ソニーがPlayStation向け新作ゲームのディスク版生産を終了する時期が、当初の計画から1〜2年遅れる可能性が浮上しています。
競合の動向や批判を受けてソニーのディスク廃止は1〜2年先送りの可能性
ソニーは2026年7月1日、2028年1月以降に発売するPlayStation向け新作ゲームについてディスク版の生産を終了すると発表しました。対象は新作のみで、既に発売済みのディスク版や2028年1月より前に発売されるタイトルはこれまで通り遊べますが、中古売買や作品保存のあり方を巡ってユーザーからの批判は発表以降も収まっていません。
こうした中、スペイン版Eurogamerのポッドキャストによると、8月26日から30日にかけてドイツ・ケルンで開催されたGamescom 2026の会場では、この生産終了の時期が1〜2年延びるのではないかという話が複数のパブリッシャーから出ており、業界内でこの見方が強まっているとのことです。また、ソニーが他社に方針転換の余地を与えてしまったと見る別の噂も、この観測を後押ししているようです。
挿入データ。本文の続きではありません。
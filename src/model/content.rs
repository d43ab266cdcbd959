//! Static content catalogs rendered by the widgets
//!
//! Everything here is mock data compiled into the binary.

use chrono::NaiveDate;

/// Editorial category, also used as a followable feed topic
#[derive(Clone, Copy, Debug, PartialEq, Eq, PartialOrd, Ord, Hash)]
pub enum Category {
    Technology,
    Design,
    Business,
    Science,
    Culture,
}

impl Category {
    pub const ALL: [Category; 5] = [
        Category::Technology,
        Category::Design,
        Category::Business,
        Category::Science,
        Category::Culture,
    ];

    pub fn label(self) -> &'static str {
        match self {
            Category::Technology => "Technology",
            Category::Design => "Design",
            Category::Business => "Business",
            Category::Science => "Science",
            Category::Culture => "Culture",
        }
    }
}

/// An article card
#[derive(Clone, Debug, PartialEq)]
pub struct Article {
    pub id: u32,
    pub slug: &'static str,
    pub title: &'static str,
    pub excerpt: &'static str,
    pub author: &'static str,
    pub category: Category,
    /// ISO date, `YYYY-MM-DD`
    pub published: &'static str,
    pub read_minutes: u32,
    pub views: u32,
    pub trending_score: u32,
}

impl Article {
    pub fn published_date(&self) -> Option<NaiveDate> {
        NaiveDate::parse_from_str(self.published, "%Y-%m-%d").ok()
    }

    pub fn path(&self) -> String {
        format!("/articles/{}", self.slug)
    }
}

pub const ARTICLES: &[Article] = &[
    Article {
        id: 1,
        slug: "the-quiet-revolution-of-edge-computing",
        title: "The Quiet Revolution of Edge Computing",
        excerpt: "Why the next wave of infrastructure is moving closer to the people who use it.",
        author: "Maya Lindqvist",
        category: Category::Technology,
        published: "2024-03-18",
        read_minutes: 12,
        views: 18_420,
        trending_score: 87,
    },
    Article {
        id: 2,
        slug: "designing-for-calm",
        title: "Designing for Calm",
        excerpt: "Interfaces that respect attention are quietly winning over their noisier rivals.",
        author: "Theo Okafor",
        category: Category::Design,
        published: "2024-03-14",
        read_minutes: 7,
        views: 9_310,
        trending_score: 64,
    },
    Article {
        id: 3,
        slug: "small-teams-big-margins",
        title: "Small Teams, Big Margins",
        excerpt: "How lean companies are rewriting the economics of software.",
        author: "Priya Raman",
        category: Category::Business,
        published: "2024-02-27",
        read_minutes: 9,
        views: 22_050,
        trending_score: 71,
    },
    Article {
        id: 4,
        slug: "the-physics-of-a-perfect-espresso",
        title: "The Physics of a Perfect Espresso",
        excerpt: "Pressure, temperature and a surprising amount of fluid dynamics.",
        author: "Jonas Weber",
        category: Category::Science,
        published: "2024-03-02",
        read_minutes: 4,
        views: 31_700,
        trending_score: 92,
    },
    Article {
        id: 5,
        slug: "reading-in-the-age-of-feeds",
        title: "Reading in the Age of Feeds",
        excerpt: "Long-form writing finds new audiences in unexpected places.",
        author: "Amara Diallo",
        category: Category::Culture,
        published: "2024-01-22",
        read_minutes: 15,
        views: 6_880,
        trending_score: 40,
    },
    Article {
        id: 6,
        slug: "type-systems-you-can-feel",
        title: "Type Systems You Can Feel",
        excerpt: "What strongly typed languages teach us about product design.",
        author: "Maya Lindqvist",
        category: Category::Technology,
        published: "2024-03-20",
        read_minutes: 6,
        views: 12_960,
        trending_score: 78,
    },
    Article {
        id: 7,
        slug: "color-as-information",
        title: "Color as Information",
        excerpt: "Palettes that carry meaning, and the ones that only carry noise.",
        author: "Theo Okafor",
        category: Category::Design,
        published: "2023-12-05",
        read_minutes: 3,
        views: 4_150,
        trending_score: 22,
    },
    Article {
        id: 8,
        slug: "the-subscription-fatigue-myth",
        title: "The Subscription Fatigue Myth",
        excerpt: "Readers still pay for what they value. They just value different things.",
        author: "Priya Raman",
        category: Category::Business,
        published: "2024-03-10",
        read_minutes: 11,
        views: 15_240,
        trending_score: 69,
    },
];

/// Article presented on the read and listen pages
pub fn featured_article() -> &'static Article {
    &ARTICLES[0]
}

/// Date of the newest article; relative date filters count back from here
pub fn catalog_date() -> NaiveDate {
    ARTICLES
        .iter()
        .filter_map(Article::published_date)
        .max()
        .unwrap_or_default()
}

/// A reader testimonial
#[derive(Clone, Debug, PartialEq)]
pub struct Testimonial {
    pub quote: &'static str,
    pub name: &'static str,
    pub role: &'static str,
    pub company: &'static str,
    pub rating: u8,
}

pub const TESTIMONIALS: &[Testimonial] = &[
    Testimonial {
        quote: "The only newsletter I read end to end every single week.",
        name: "Sofia Marquez",
        role: "Product Lead",
        company: "Northwind",
        rating: 5,
    },
    Testimonial {
        quote: "Thoughtful, well researched and never in a hurry. Exactly what I want from a publication.",
        name: "Daniel Cho",
        role: "Staff Engineer",
        company: "Lumen Labs",
        rating: 5,
    },
    Testimonial {
        quote: "The audio versions turned my commute into the best part of my day.",
        name: "Hannah Becker",
        role: "Designer",
        company: "Studio Forma",
        rating: 4,
    },
    Testimonial {
        quote: "I forward at least one piece a week to my whole team.",
        name: "Kwame Mensah",
        role: "Founder",
        company: "Brightpath",
        rating: 5,
    },
];

/// A heading in the featured article's table of contents
#[derive(Clone, Debug, PartialEq)]
pub struct Heading {
    pub id: &'static str,
    pub text: &'static str,
    pub level: u8,
}

pub const FEATURED_HEADINGS: &[Heading] = &[
    Heading { id: "introduction", text: "Introduction", level: 2 },
    Heading { id: "what-is-the-edge", text: "What is the edge?", level: 2 },
    Heading { id: "latency-budgets", text: "Latency budgets", level: 3 },
    Heading { id: "data-gravity", text: "Data gravity", level: 3 },
    Heading { id: "who-is-building-it", text: "Who is building it", level: 2 },
    Heading { id: "open-problems", text: "Open problems", level: 2 },
    Heading { id: "conclusion", text: "Conclusion", level: 2 },
];

#[cfg(test)]
mod tests {
    use super::*;

    #[test]
    fn catalog_dates_parse() {
        for article in ARTICLES {
            assert!(article.published_date().is_some(), "bad date on {}", article.slug);
        }
    }

    #[test]
    fn article_ids_are_unique() {
        let mut ids: Vec<u32> = ARTICLES.iter().map(|a| a.id).collect();
        ids.sort_unstable();
        ids.dedup();
        assert_eq!(ids.len(), ARTICLES.len());
    }

    #[test]
    fn catalog_date_is_newest_article() {
        assert_eq!(catalog_date(), NaiveDate::from_ymd_opt(2024, 3, 20).unwrap());
    }
}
さらに、ある大手パブリッシャーが「超大型タイトル」を巡ってソニーに接触し、物理版を約束できないならPlayStation版の発売を見送ってMicrosoftと任天堂のプラットフォームだけで発売すると伝えたとも報じられています。このパブリッシャーはRockstar Gamesではないとのことですが、社名やタイトル名は不明です。
特に、今回の見直しが検討される背景には次世代Xbox「Project Helix」の存在があるようで、Microsoftは全パブリッシャーに対して、次世代機は「100%フィジカル」で、ディスク版ゲームをデジタル版へ変換できるようになると伝えているとのことです。実際にMicrosoftは8月26日に、対応するディスク版ゲームからデジタル版の権利を取得できる機能を発表しており、8月31日からXbox Insider向けにテストが始まる予定です。権利を取得した後もディスクはこれまで通り使える仕組みです。
延期されてもディスク工場は既に減産。パッケージ版が出てもコード同梱が主流に?
ソニーは2027年以降に発売予定とされるPlayStation 6について現行PS5と同じく着脱式のディスクドライブの搭載を検討していると言われているため、仮に2028年に予定されていたディスク廃止が1〜2年延期されても対応することは可能となります。
しかし、ゲーム向けディスクを製造するソニーDADCのオーストリア・Thalgau工場は、既に光学マイクロレンズの量産へ向けた設備投資と従業員の再配置に着手しており、ディスク事業からの転換を進めています。2028年以降も既存タイトルや映像・音楽向けディスクの生産は続くため、工場全体のディスク生産が完全停止するわけではありませんが、新作PlayStation向けディスクは現在でも工場全体の生産量の約10%にとどまります。そのため、ディスクの完全廃止が延期されたとしても、物理版を巡る縮小傾向そのものが大きく変わる可能性は低いとみられます。
特にPlayStation向けディスクの生産量が減れば、1枚あたりの生産コストが高くなる可能性があるほか、ゲーム容量がPS5のゲームディスクで使える最大100GBを超え、追加ダウンロードが必要になるタイトルもあります。そのため、インターネット環境が整っていてダウンロード比率が高い地域では、パブリッシャー側にとってもディスク版を用意する意義は薄くなると言え、ソニーがディスク廃止を1〜2年延ばしても、GTA VIのようにパッケージの中にコードを同梱するタイプが主流になる流れは変わらないと考えられます。